By MARK MORRIS and TONY RIZZO
The Kansas City Star
The formal charges accused Kyle G. Smith, 57, of possessing, between Nov. 7 and Nov. 15, an electronic photo of a child under the age of 18 who was “engaging in sexually explicit conduct.”
Prosecutors also alleged that between Nov. 8 and Nov. 15 he interfered with phone and computer evidence to hinder investigators.
A Shawnee County jail official told the Associated Press that Smith was released late Thursday afternoon after posting a $15,000 surety bond.
KBI Director Kirk Thompson appointed Smith as the agency’s deputy director in September 2011. Smith left the agency late in 2013, with a KBI spokesman declining to discuss the departure and telling Topeka reporters that it was a “confidential personnel matter.”
A spokesman for the Shawnee County district attorney declined to elaborate on the charges, but Thompson issued a short statement Thursday night.
“We are saddened and disappointed that a past employee of the Kansas Bureau of Investigation is alleged to have committed the acts charged today...,” Thompson said, adding that agency was withholding further comment on a case that’s “properly before the courts.”
Court records show that prosecutors had identified almost 40 witnesses against Smith, including agents and lab personnel from the KBI and the FBI. The list also includes a witness from the Heart of America Regional Criminal Forensics Laboratory, which specializes in securing electronic evidence in child abuse and exploitation cases.

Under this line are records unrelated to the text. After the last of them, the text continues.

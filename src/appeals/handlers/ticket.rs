//! HTTP handler for in-game ticket creation.

use axum::Json;
use chrono::Utc;
use serde::{Deserialize, Serialize};
use utoipa::ToSchema;
use uuid::Uuid;

use crate::appeals::{Ticket, TicketData, TicketId, TicketReply, TicketStatus, TicketType};
use crate::auth::Tenant;
use crate::responses::Created;
use crate::{Error, Result};

/// Request payload for creating a ticket from in-game.
#[derive(Debug, Deserialize, ToSchema)]
#[serde(rename_all = "camelCase")]
pub struct NewTicket {
	/// What kind of ticket to create. Appeals use `POST /appeals` instead.
	#[serde(rename = "type")]
	pub kind: TicketType,

	/// The Minecraft UUID of the reporter.
	pub creator_uuid: Uuid,

	/// The reporter's username, if the game server already knows it.
	#[serde(default)]
	pub creator: Option<String>,

	/// The ticket body.
	pub content: String,

	/// The reported player, for report tickets.
	#[serde(default)]
	pub reported_player_uuid: Option<Uuid>,

	/// Extra tags.
	#[serde(default)]
	pub tags: Vec<String>,
}

/// Response payload after creating a ticket.
#[derive(Debug, Serialize, ToSchema)]
#[serde(rename_all = "camelCase")]
pub struct CreatedTicket {
	/// The new ticket's id.
	pub id: TicketId,
}

/// Create a ticket from in-game.
#[tracing::instrument(skip(tenant, new_ticket), fields(server = %tenant.server_name))]
#[utoipa::path(
  post,
  path = "/ticket/create",
  tag = "Tickets",
  security(("API Key" = [])),
  request_body = NewTicket,
  responses(
    (status = 201, body = CreatedTicket),
    (status = 400, description = "missing required fields"),
    (status = 401, description = "missing or invalid API key"),
  ),
)]
pub async fn create(
	tenant: Tenant,
	Json(new_ticket): Json<NewTicket>,
) -> Result<Created<Json<CreatedTicket>>> {
	if new_ticket.content.trim().is_empty() {
		return Err(Error::invalid("content"));
	}

	if new_ticket.kind == TicketType::Appeal {
		return Err(Error::invalid("type: appeals are filed through the panel"));
	}

	let now = Utc::now();

	let creator = match new_ticket.creator {
		Some(name) => name,
		None => tenant
			.db
			.get_player(new_ticket.creator_uuid)
			.await?
			.as_ref()
			.and_then(|player| player.current_username())
			.unwrap_or("unknown player")
			.to_owned(),
	};

	let mut tags = vec![serde_json::to_value(new_ticket.kind)?
		.as_str()
		.unwrap_or("ticket")
		.to_owned()];
	tags.extend(new_ticket.tags);

	let mut ticket = Ticket {
		id: TicketId::generate(new_ticket.kind.id_prefix()),
		kind: new_ticket.kind,
		status: TicketStatus::Open,
		created: now,
		creator: creator.clone(),
		creator_uuid: Some(new_ticket.creator_uuid),
		tags,
		replies: vec![TicketReply {
			name: creator,
			content: new_ticket.content,
			kind: "player".to_owned(),
			created: now,
			staff: false,
			action: None,
			attachments: None,
		}],
		data: TicketData {
			reported_player_uuid: new_ticket.reported_player_uuid,
			..Default::default()
		},
		locked: false,
	};

	// Re-roll colliding ids a few times.
	for _ in 0..5_u32 {
		if tenant.db.get_ticket(&ticket.id).await?.is_none() {
			break;
		}

		ticket.id = TicketId::generate(new_ticket.kind.id_prefix());
	}

	tenant.db.insert_ticket(&ticket).await?;

	tracing::info! {
		server = %tenant.server_name,
		ticket = %ticket.id,
		"ticket created from in-game",
	};

	Ok(Created(Json(CreatedTicket { id: ticket.id })))
}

According to a KBI biography released at the time of his 2011 appointment to the bureau’s senior leadership team, Smith had worked as a prosecutor, law enforcement officer and administrator for 30 years.
Smith received his law degree from the University of Kansas in 1981 and spent six years prosecuting in the Lyon County Attorney’s Office. Emporia is the county seat.
He joined the KBI in 1987 as general counsel, and also was appointed assistant attorney general.
Three years later, Smith received his commission as a law enforcement officer and transferred to a new KBI narcotics strike force.
In 2007, he left the KBI to become the executive director of the National Alliance for Model State Drug Laws. Smith returned to Topeka to work as legal adviser to the Topeka Police Department and joined the attorney general’s office in 2011.
After later rejoining the KBI, he continued to serve as an assistant attorney general.
Kansas Attorney General Derek Schmidt praised Smith on his appointment, saying he and two other new leaders of the bureau were “dedicated law enforcement professionals committed to keeping Kansans safe.”